どんなにダメな自分でも、この人たちは一緒に生きてくれる。

「元気そうでよかった」

この言葉を、何度かけてもらっただろう。


何も言わずに、コーヒー片手に隣に座ってくれた。喫茶店でなんでもない話に宿るやわらかい眼差しは伝わったし、笑わせようと、笑ってくれたんだと気づいた。

「あのね、」そうわたしが口を開くのを、待ってくれていたんだと気づいたときは、叶わないと思った。


愛されてるじゃん。

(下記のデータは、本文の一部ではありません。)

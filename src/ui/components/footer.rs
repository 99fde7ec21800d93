//! Footer component renderer.
//!
//! Shows keybinding hints, or the pending notice in their place.

use crate::ui::helpers::{position_cursor, write_centered};
use crate::ui::theme::Theme;
use crate::ui::viewmodel::FooterInfo;
use std::fmt::{self, Write};

/// Renders the footer help bar at the specified row.
///
/// A notice ("Added to favorites!") is shown bold in the accent color. Otherwise
/// the keybindings are shown dimmed. Text wider than the terminal is cut.
///
/// # Returns
///
/// The next available row position (row + 1)
///
/// # Errors
///
/// Propagates the writer's error.
pub fn render_footer(
    out: &mut impl Write,
    row: usize,
    footer: &FooterInfo,
    theme: &Theme,
    cols: usize,
) -> Result<usize, fmt::Error> {
    position_cursor(out, row, 1)?;
    match &footer.notice {
        Some(notice) => {
            write!(out, "{}{}", Theme::bold(), Theme::fg(&theme.colors.accent))?;
            write_centered(out, notice, cols)?;
        }
        None => {
            write!(out, "{}", Theme::fg(&theme.colors.text_dim))?;
            write_centered(out, &footer.keybindings, cols)?;
        }
    }
    write!(out, "{}", Theme::reset())?;
    Ok(row + 1)
}
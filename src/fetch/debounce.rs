//! Trailing-edge debounce over host timers.
//!
//! Host timers cannot be cancelled. Instead every change arms a fresh timer of the
//! same length and the debouncer counts how many are still outstanding. Since all
//! timers share one duration, the one armed last fires last. Only that firing, when
//! the outstanding count drops back to zero, releases the pending change.

use std::time::Duration;

/// Default quiet period before a change is acted on.
pub const DEFAULT_DEBOUNCE: Duration = Duration::from_millis(500);

#[derive(Debug, Clone, PartialEq, Eq)]
pub struct Debouncer {
    window: Duration,
    outstanding: usize,
    pending: bool,
}

impl Default for Debouncer {
    fn default() -> Self {
        Self::new(DEFAULT_DEBOUNCE)
    }
}

impl Debouncer {
    #[must_use]
    pub const fn new(window: Duration) -> Self {
        Self {
            window,
            outstanding: 0,
            pending: false,
        }
    }

    #[must_use]
    pub const fn window(&self) -> Duration {
        self.window
    }

    /// Records a change and returns the length of the timer to arm for it.
    pub fn arm(&mut self) -> Duration {
        self.outstanding += 1;
        self.pending = true;
        self.window
    }

    /// Accounts for one fired timer.
    ///
    /// # Returns
    ///
    /// `true` if the quiet period has elapsed with a change pending.
    pub fn on_timer(&mut self) -> bool {
        if self.outstanding == 0 {
            return false;
        }
        self.outstanding -= 1;
        if self.outstanding == 0 && self.pending {
            self.pending = false;
            return true;
        }
        false
    }

    #[must_use]
    pub const fn is_pending(&self) -> bool {
        self.pending
    }
}

#[cfg(test)]
mod tests {
    use super::*;

    #[test]
    fn burst_fires_once_on_last_timer() {
        let mut debouncer = Debouncer::default();
        for _ in 0..5 {
            debouncer.arm();
        }

        let fired: Vec<bool> = (0..5).map(|_| debouncer.on_timer()).collect();
        assert_eq!(fired, vec![false, false, false, false, true]);
        assert!(!debouncer.is_pending());
    }

    #[test]
    fn stray_timers_are_ignored() {
        let mut debouncer = Debouncer::default();
        assert!(!debouncer.on_timer());
        debouncer.arm();
        assert!(debouncer.on_timer());
        assert!(!debouncer.on_timer());
    }

    #[test]
    fn change_after_firing_starts_a_new_window() {
        let mut debouncer = Debouncer::new(Duration::from_millis(250));
        assert_eq!(debouncer.arm(), Duration::from_millis(250));
        assert!(debouncer.on_timer());
        debouncer.arm();
        assert!(debouncer.is_pending());
        assert!(debouncer.on_timer());
    }
}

ねぇ、ちゃんと愛されてる自分を見てあげてよ


きっと、何かを伝えることよりも何も言わない優しさの方が、ずっと難しく、ずっと気づきにくく、ずっと深い。

きっと、何かを教えるよりも本人が自分で気づけるように種をまく優しさの方が、ずっと繊細で、ずっと透明で、ずっと努力家だ。

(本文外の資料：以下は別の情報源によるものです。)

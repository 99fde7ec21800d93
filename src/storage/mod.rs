//! Storage layer for persisted user preferences.
//!
//! Favorites, ratings and the onboarding flag are the only state that outlives a
//! plugin session. They are persisted through the [`PreferenceStore`] trait.
//!
//! # Modules
//!
//! - `backend`: Store trait the state container writes through
//! - `json`: One JSON file per slot with atomic writes
//! - `memory`: Shared in-process store for tests and hosts without disk access

pub mod backend;
pub mod json;
pub mod memory;

pub use backend::PreferenceStore;
pub use json::JsonStorage;
pub use memory::MemoryStorage;
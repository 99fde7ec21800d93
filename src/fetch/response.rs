//! Recipe search response decoding.

use crate::domain::error::{RecipeBoxError, Result};
use crate::domain::recipe::Recipe;
use serde::Deserialize;

#[derive(Debug, Deserialize)]
struct SearchEnvelope {
    #[serde(default)]
    hits: Vec<Hit>,
}

#[derive(Debug, Deserialize)]
struct Hit {
    recipe: Recipe,
}

/// Decodes a host web-request result into recipes.
///
/// # Errors
///
/// Returns [`RecipeBoxError::Fetch`] carrying the user-facing message when the
/// status is not 2xx or the body is not a valid search envelope.
///
/// # Examples
///
/// ```
/// use recipe_box::fetch::response::parse_response;
///
/// let body = br#"{"hits":[{"recipe":{"uri":"r1","label":"Soup"}}]}"#;
/// assert_eq!(parse_response(200, body).unwrap()[0].label, "Soup");
///
/// let err = parse_response(401, b"").unwrap_err();
/// assert_eq!(err.to_string(), "Request failed with status code 401");
/// ```
pub fn parse_response(status: u16, body: &[u8]) -> Result<Vec<Recipe>> {
    if !(200..300).contains(&status) {
        return Err(RecipeBoxError::Fetch(format!(
            "Request failed with status code {status}"
        )));
    }

    let envelope: SearchEnvelope = serde_json::from_slice(body)
        .map_err(|e| RecipeBoxError::Fetch(format!("Invalid response from recipe service: {e}")))?;

    Ok(envelope.hits.into_iter().map(|hit| hit.recipe).collect())
}

#[cfg(test)]
mod tests {
    use super::*;
    use pretty_assertions::assert_eq;

    #[test]
    fn missing_hits_is_empty_list() {
        assert_eq!(parse_response(200, br#"{"count": 0}"#).unwrap(), vec![]);
    }

    #[test]
    fn keeps_api_order() {
        let body = br#"{"hits":[
            {"recipe":{"uri":"b","label":"B"},"_links":{}},
            {"recipe":{"uri":"a","label":"A"}}
        ]}"#;
        let uris: Vec<String> = parse_response(200, body)
            .unwrap()
            .into_iter()
            .map(|r| r.uri)
            .collect();
        assert_eq!(uris, vec!["b", "a"]);
    }

    #[test]
    fn malformed_json_is_a_fetch_error() {
        let err = parse_response(200, b"<html>").unwrap_err();
        assert!(matches!(err, RecipeBoxError::Fetch(_)));
    }

    #[test]
    fn server_error_reports_status() {
        let err = parse_response(503, br#"{"hits":[]}"#).unwrap_err();
        assert_eq!(err.to_string(), "Request failed with status code 503");
    }
}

ダメな自分が、恥ずかしかった。みんなはきっと、「若いのにすごいね」とか「フリーランスなのすごいね」とか「行動力あって、目標もあってすごいね」とか、そういう“貝津美里”を好きになったんだろうし、だからこそ、そういう自分でいなきゃダメなのかもなと思っていた。


「頑張っている」から、みんなが周りにいてくれるのだと思っていたし、「悪いところを知らない」から、側にいてくれてるんだと思ってた。


愛されてるのに、愛して欲しいとねだるから。


でも、たぶん、どうやら違うようだ。

できないことを、ポツリポツリと話せば、何も言わずに聞いてくれた。それは乗り越えなきゃいけないことだね、と笑い飛ばし、でも難しいよねと、照れたようにはにかんだ。どうしようかと一緒に頭を悩ませ、でもきっと大丈夫だよねと手を振って別れた。

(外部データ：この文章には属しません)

impl Scheduler {
    /// Build a scheduler over existing queues.
    pub fn new(
        jobs: Arc<Queue<JobRecord>>,
        tasks: Arc<Queue<TaskRecord>>,
        recipes: Arc<dyn RecipeStore>,
        substrate: Arc<dyn ExecutionSubstrate>,
        bus: Arc<dyn NotificationBus>,
        config: SchedulerConfig,
    ) -> Self {
        let (stop_tx, _) = watch::channel(false);
        Self {
            jobs,
            tasks,
            recipes,
            substrate,
            bus,
            config,
            stop_tx,
            watcher: Mutex::new(None),
        }
    }

    /// Build both queues over the given stores, each with its own clock.
    #[allow(clippy::too_many_arguments)]
    pub fn with_stores(
        job_store: Arc<dyn DocumentStore>,
        task_store: Arc<dyn DocumentStore>,
        log_store: Arc<dyn DocumentStore>,
        clocks: (Arc<dyn Clock>, Arc<dyn Clock>),
        recipes: Arc<dyn RecipeStore>,
        substrate: Arc<dyn ExecutionSubstrate>,
        bus: Arc<dyn NotificationBus>,
        config: SchedulerConfig,
    ) -> Self {
        let (job_clock, task_clock) = clocks;
        let options = config.queue_options();
        let jobs = Arc::new(Queue::new(
            "jobs",
            job_store,
            Arc::clone(&log_store),
            job_clock,
            options.clone(),
        ));
        let tasks = Arc::new(Queue::new("tasks", task_store, log_store, task_clock, options));
        Self::new(jobs, tasks, recipes, substrate, bus, config)
    }

    /// Scheduler keeping everything in memory.
    pub fn in_memory(
        recipes: Arc<dyn RecipeStore>,
        substrate: Arc<dyn ExecutionSubstrate>,
        bus: Arc<dyn NotificationBus>,
        config: SchedulerConfig,
    ) -> Self {
        Self::with_stores(
            Arc::new(JsonStore::in_memory()),
            Arc::new(JsonStore::in_memory()),
            Arc::new(JsonStore::in_memory()),
            (Arc::new(SystemClock::new()), Arc::new(SystemClock::new())),
            recipes,
            substrate,
            bus,
            config,
        )
    }

    /// Scheduler persisting jobs, tasks and logs as JSON files in `dir`.
    pub async fn open(
        dir: impl AsRef<Path>,
        recipes: Arc<dyn RecipeStore>,
        substrate: Arc<dyn ExecutionSubstrate>,
        bus: Arc<dyn NotificationBus>,
        config: SchedulerConfig,
    ) -> Result<Self> {
        let dir = dir.as_ref();
        let job_store = JsonStore::open(dir.join("jobs.json")).await?;
        let task_store = JsonStore::open(dir.join("tasks.json")).await?;
        let log_store = JsonStore::open(dir.join("logs.json")).await?;
        info!(dir = %dir.display(), "Opened scheduler data");
        Ok(Self::with_stores(
            Arc::new(job_store),
            Arc::new(task_store),
            Arc::new(log_store),
            (Arc::new(SystemClock::new()), Arc::new(SystemClock::new())),
            recipes,
            substrate,
            bus,
            config,
        ))
    }

    /// The job queue.
    pub fn jobs(&self) -> &Arc<Queue<JobRecord>> {
        &self.jobs
    }

    /// The task queue.
    pub fn tasks(&self) -> &Arc<Queue<TaskRecord>> {
        &self.tasks
    }

    /// Active configuration.
    pub fn config(&self) -> &SchedulerConfig {
        &self.config
    }

    /// Start both dispatch loops and the workload watch.
    pub fn run(self: &Arc<Self>) {
        self.jobs.process(Arc::clone(self) as Arc<dyn Handler<JobRecord>>);
        self.tasks.process(Arc::clone(self) as Arc<dyn Handler<TaskRecord>>);

        self.stop_tx.send_replace(false);
        let stop = self.stop_tx.subscribe();
        let scheduler = Arc::clone(self);
        let task = tokio::spawn(async move { scheduler.watch_workloads(stop).await });
        let previous = self.watcher.lock().unwrap_or_else(|e| e.into_inner()).replace(task);
        if let Some(previous) = previous {
            previous.abort();
        }
        info!("Scheduler started");
    }

    /// Stop dispatching. Handlers already running finish on their own.
    pub fn stop(&self) {
        self.jobs.stop();
        self.tasks.stop();
        self.stop_tx.send_replace(true);
        self.watcher.lock().unwrap_or_else(|e| e.into_inner()).take();
        info!("Scheduler stopped");
    }

    /// Accept a job submission. The job is stored READY and due now.
    pub async fn submit_job(&self, request: JobRequest) -> Result<JobRecord> {
        let limit = request
            .concurrency_limit
            .unwrap_or(self.config.default_concurrency_limit);
        let mut job = JobRecord::from_request(request);
        job.concurrency_limit = limit;
        job.state = RunState::Ready;
        job.created_at = Some(self.jobs.clock().now());

        let job = self.jobs.add_one(self.jobs.create(job)).await?;
        info!(job_id = %job.id, recipe = %job.recipe, project = job.project, "Job submitted");
        self.publish_jobs(
            job.project,
            JobChangeNotification {
                jobs_added: Some(vec![job.summary()]),
                ..Default::default()
            },
        );
        Ok(job)
    }

    /// Request cancellation of a ready or running job. Returns the updated
    /// job, or `None` if it wasn't in a cancellable state.
    pub async fn cancel_job(&self, id: &str) -> Result<Option<JobRecord>> {
        let mut patch = Document::new();
        patch.insert(fields::STATE.into(), state_value(RunState::Cancelling));
        let condition = Filter::le(fields::STATE, RunState::RUNNING);
        let Some(job) = self.jobs.update(id, &patch, Some(&condition)).await? else {
            if self.jobs.get(id).await?.is_none() {
                return Err(SchedulerError::JobNotFound(id.to_string()));
            }
            debug!(job_id = id, "Job not cancellable");
            return Ok(None);
        };

        self.jobs.wake(&[job.id.clone()], self.jobs.clock().now()).await?;
        info!(job_id = id, "Job cancellation requested");
        self.publish_job_update(&job);
        Ok(Some(job))
    }

    /// Delete a finished job with its tasks and logs.
    pub async fn delete_job(&self, id: &str) -> Result<()> {
        let job = self
            .jobs
            .get(id)
            .await?
            .ok_or_else(|| SchedulerError::JobNotFound(id.to_string()))?;
        if !job.state.is_terminal() {
            return Err(SchedulerError::JobActive(id.to_string()));
        }

        let task_ids: Vec<String> = self.job_tasks(id).await?.into_iter().map(|t| t.id).collect();
        self.tasks.delete_logs(&task_ids).await?;
        self.tasks.delete(&task_ids).await?;
        self.jobs.delete_logs(&[job.id.clone()]).await?;
        self.jobs.delete(&[job.id.clone()]).await?;
        info!(job_id = id, tasks = task_ids.len(), "Job deleted");

        self.publish_jobs(
            job.project,
            JobChangeNotification {
                jobs_deleted: Some(vec![job.id]),
                ..Default::default()
            },
        );
        Ok(())
    }

    /// Load a job.
    pub async fn get_job(&self, id: &str) -> Result<Option<JobRecord>> {
        Ok(self.jobs.get(id).await?)
    }

    /// Jobs of a project, or all jobs.
    pub async fn list_jobs(&self, project: Option<u64>) -> Result<Vec<JobRecord>> {
        let filter = match project {
            Some(project) => Filter::eq("project", project),
            None => Filter::All,
        };
        Ok(self.jobs.find(&filter).await?)
    }

    /// A job's tasks in creation order.
    pub async fn job_tasks(&self, job_id: &str) -> Result<Vec<TaskRecord>> {
        let mut tasks = self.tasks.find(&Filter::eq("job_id", job_id)).await?;
        tasks.sort_by_key(|t| t.index);
        Ok(tasks)
    }

    /// A job's log entries, oldest first.
    pub async fn job_logs(&self, job_id: &str) -> Result<Vec<LogEntry>> {
        Ok(self.jobs.get_logs(job_id).await?)
    }

    /// A task's log entries, oldest first.
    pub async fn task_logs(&self, task_id: &str) -> Result<Vec<LogEntry>> {
        Ok(self.tasks.get_logs(task_id).await?)
    }

    /// Poll until the job reaches a terminal state.
    pub async fn wait_for_job(&self, id: &str, poll: Duration) -> Result<JobRecord> {
        loop {
            let job = self
                .jobs
                .get(id)
                .await?
                .ok_or_else(|| SchedulerError::JobNotFound(id.to_string()))?;
            if job.state.is_terminal() {
                return Ok(job);
            }
            tokio::time::sleep(poll).await;
        }
    }

    /// Keep a workload watch open until stopped, reopening it whenever the
    /// feed ends.
    async fn watch_workloads(self: Arc<Self>, mut stop: watch::Receiver<bool>) {
        info!("Workload watch started");
        loop {
            if *stop.borrow() {
                break;
            }
            match self.substrate.watch().await {
                Ok(mut events) => loop {
                    tokio::select! {
                        _ = stop.changed() => break,
                        event = events.recv() => match event {
                            Some(event) => self.on_workload_event(event).await,
                            None => break,
                        },
                    }
                },
                Err(e) => error!(error = %e, "Failed to open workload watch"),
            }
            if *stop.borrow() {
                break;
            }
            warn!("Workload watch ended, restarting");
            tokio::select! {
                _ = stop.changed() => break,
                _ = tokio::time::sleep(self.config.watch_restart_delay()) => {}
            }
        }
        info!("Workload watch ended");
    }

    /// Apply a watch event to its task, if the task is still running or
    /// being cancelled.
    pub(crate) async fn on_workload_event(&self, event: WorkloadEvent) {
        if let Err(e) = self.apply_workload_event(&event).await {
            error!(handle = %event.handle, error = %e, "Failed to apply workload event");
        }
    }

    async fn apply_workload_event(&self, event: &WorkloadEvent) -> Result<()> {
        let Some(task_id) = event.task_id() else {
            debug!(handle = %event.handle, "Workload event without task label");
            return Ok(());
        };
        let Some(task) = self.tasks.get(task_id).await? else {
            debug!(task_id, "Workload event for unknown task");
            return Ok(());
        };
        if task.external_handle.as_deref() != Some(event.handle.as_str()) {
            return Ok(());
        }

        let (state, level, message) = match (event.kind, task.state) {
            (WorkloadEventKind::Succeeded, RunState::Running) => {
                (RunState::Completed, LogLevel::Info, "Finished successfully".to_string())
            }
            (WorkloadEventKind::Failed, RunState::Running) => {
                let reason = event.message.as_deref().unwrap_or("workload failed");
                (RunState::Failed, LogLevel::Error, format!("Failed: {}", reason))
            }
            (WorkloadEventKind::Deleted, RunState::Running) => {
                (RunState::Failed, LogLevel::Error, "Failed: workload deleted".to_string())
            }
            (_, RunState::Cancelling) => {
                (RunState::Cancelled, LogLevel::Info, "Cancelled: cancelled by request".to_string())
            }
            _ => return Ok(()),
        };

        let now = self.tasks.clock().now();
        let mut patch = Document::new();
        patch.insert(fields::STATE.into(), state_value(state));
        patch.insert(fields::ENDED_AT.into(), time_value(now));
        // Moving due_at makes an in-flight handler's commit re-read the record
        patch.insert(fields::DUE_AT.into(), due_value(now));
        let condition = Filter::eq(fields::STATE, task.state.ordinal());
        let Some(updated) = self.tasks.update(&task.id, &patch, Some(&condition)).await? else {
            return Ok(());
        };
        info!(task_id = %updated.task_id, job_id = %updated.job_id, state = %state, "Workload event applied");
        self.tasks.add_log(&updated.id, level, message, Value::Null).await?;

        // A deleted workload is already gone; every other ending frees it
        if event.kind != WorkloadEventKind::Deleted {
            self.release(&event.handle).await;
        }
        self.task_changed(&updated).await;
        Ok(())
    }

    /// Delete a workload, ignoring one that is already gone.
    pub(crate) async fn release(&self, handle: &str) {
        match self.substrate.delete(handle).await {
            Ok(()) => debug!(handle, "Workload released"),
            Err(crate::substrate::SubstrateError::NotFound(_)) => {}
            Err(e) => warn!(handle, error = %e, "Failed to release workload"),
        }
    }

    /// Wake the owning job and tell its subscribers.
    pub(crate) async fn task_changed(&self, task: &TaskRecord) {
        if let Err(e) = self
            .jobs
            .wake_after(&[task.job_id.clone()], self.config.short_interval())
            .await
        {
            warn!(job_id = %task.job_id, error = %e, "Failed to wake job");
        }
        self.publish_tasks(&task.job_id, vec![task.clone()]);
    }

    /// Mark a task failed outside of its normal control flow.
    pub(crate) async fn fail_task(&self, id: &str, reason: &str) {
        let task = match self.tasks.get(id).await {
            Ok(Some(task)) if !task.state.is_terminal() => task,
            Ok(_) => return,
            Err(e) => {
                error!(task_id = id, error = %e, "Failed to load task");
                return;
            }
        };
        match self.tasks.control(task).fail(Some(reason)).await {
            Ok(task) => self.task_changed(&task).await,
            Err(e) => error!(task_id = id, error = %e, "Failed to mark task failed"),
        }
    }

    pub(crate) fn publish_job_update(&self, job: &JobRecord) {
        self.publish_jobs(
            job.project,
            JobChangeNotification {
                jobs_updated: Some(vec![job.summary()]),
                ..Default::default()
            },
        );
    }

    fn publish_jobs(&self, project: u64, change: JobChangeNotification) {
        self.bus.publish(&project_channel(project), Notification::Jobs(change));
    }

    pub(crate) fn publish_tasks(&self, job_id: &str, tasks: Vec<TaskRecord>) {
        if tasks.is_empty() {
            return;
        }
        let change = TaskChangeNotification {
            tasks_updated: Some(tasks.iter().map(TaskRecord::summary).collect()),
        };
        self.bus.publish(&job_channel(job_id), Notification::Tasks(change));
    }

    /// Mark a job failed outside of its normal control flow.
    pub(crate) async fn fail_job(&self, id: &str, reason: &str) {
        let job = match self.jobs.get(id).await {
            Ok(Some(job)) if !job.state.is_terminal() => job,
            Ok(_) => return,
            Err(e) => {
                error!(job_id = id, error = %e, "Failed to load job");
                return;
            }
        };
        match self.jobs.control(job).fail(Some(reason)).await {
            Ok(job) => self.publish_job_update(&job),
            Err(e) => error!(job_id = id, error = %e, "Failed to mark job failed"),
        }
    }
}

手のひらにそっと置かれた大切な人たちからの言葉が、リレーのように心の中で繋がる。


「そのうち、元気になるよ」

さりげなく送られた言葉に、冷えて凝り固まった自意識がふわり、溶けていく。そこから自分の声になる感情は、するすると、素直に。風に流させる雲みたいに呑気に世界を漂った。無防備で、無知で、やわらかいまま。そのままでいいと、自分と世界を優しくした。


空には、笑いかけるピンクと、消えそうな黄色。それから、遠慮気味の蒼が。


ダメな自分しか、話さなかった。格好悪くて、下手くそで、意地っ張りで、泣き出しそうな自分しか、見せなかったのに。バイバイと改札で手を振る人たちはみんな、楽しそうだった。会えてよかったと、心配したよと。心からそう思ってくれていたんだなと、ちゃんと感じられた。


わたしのことが、好きな人たちだ。

そしてわたしも、この人のことが本当に好きだ。心から溢れた気持ちは、温かく身体に染み込む。


悲しいことがあったら。不安だったら。もう、バレてるから。ちゃんと言いなよ。

ねぇ。たぶんさ、どこが好きとか無いんだよ。そもそも、ダメだとか良いとか、そんなこと関係ないよ。どんな仕事をしていようが、どんな恋愛していようが、どんなすごいことを成し遂げようが。格好悪かろうが、失敗しようが。なに見栄張ったんだよ。そんなの別に、何だっていいよ。興味ない。

どんなことをしてても良い。何を選んでもいい。幸せな匂いのするきみの笑顔が、わたしをとっても生きやすくするよ。


どんなにダメな自分でも、この人たちは一緒に生きてくれる。

丁寧に関係を紡いできた時間が、愛おしく思えた。

困ったことがあったら、今度はわたしが駆けつけるよ。だってわたしの言葉が、沈黙が、想いが、わたしを好きな人たちの元気になるって。知っているから。

それが「胸を張ってまっすぐに愛を受けとる」ことだと。今はそう、思うから。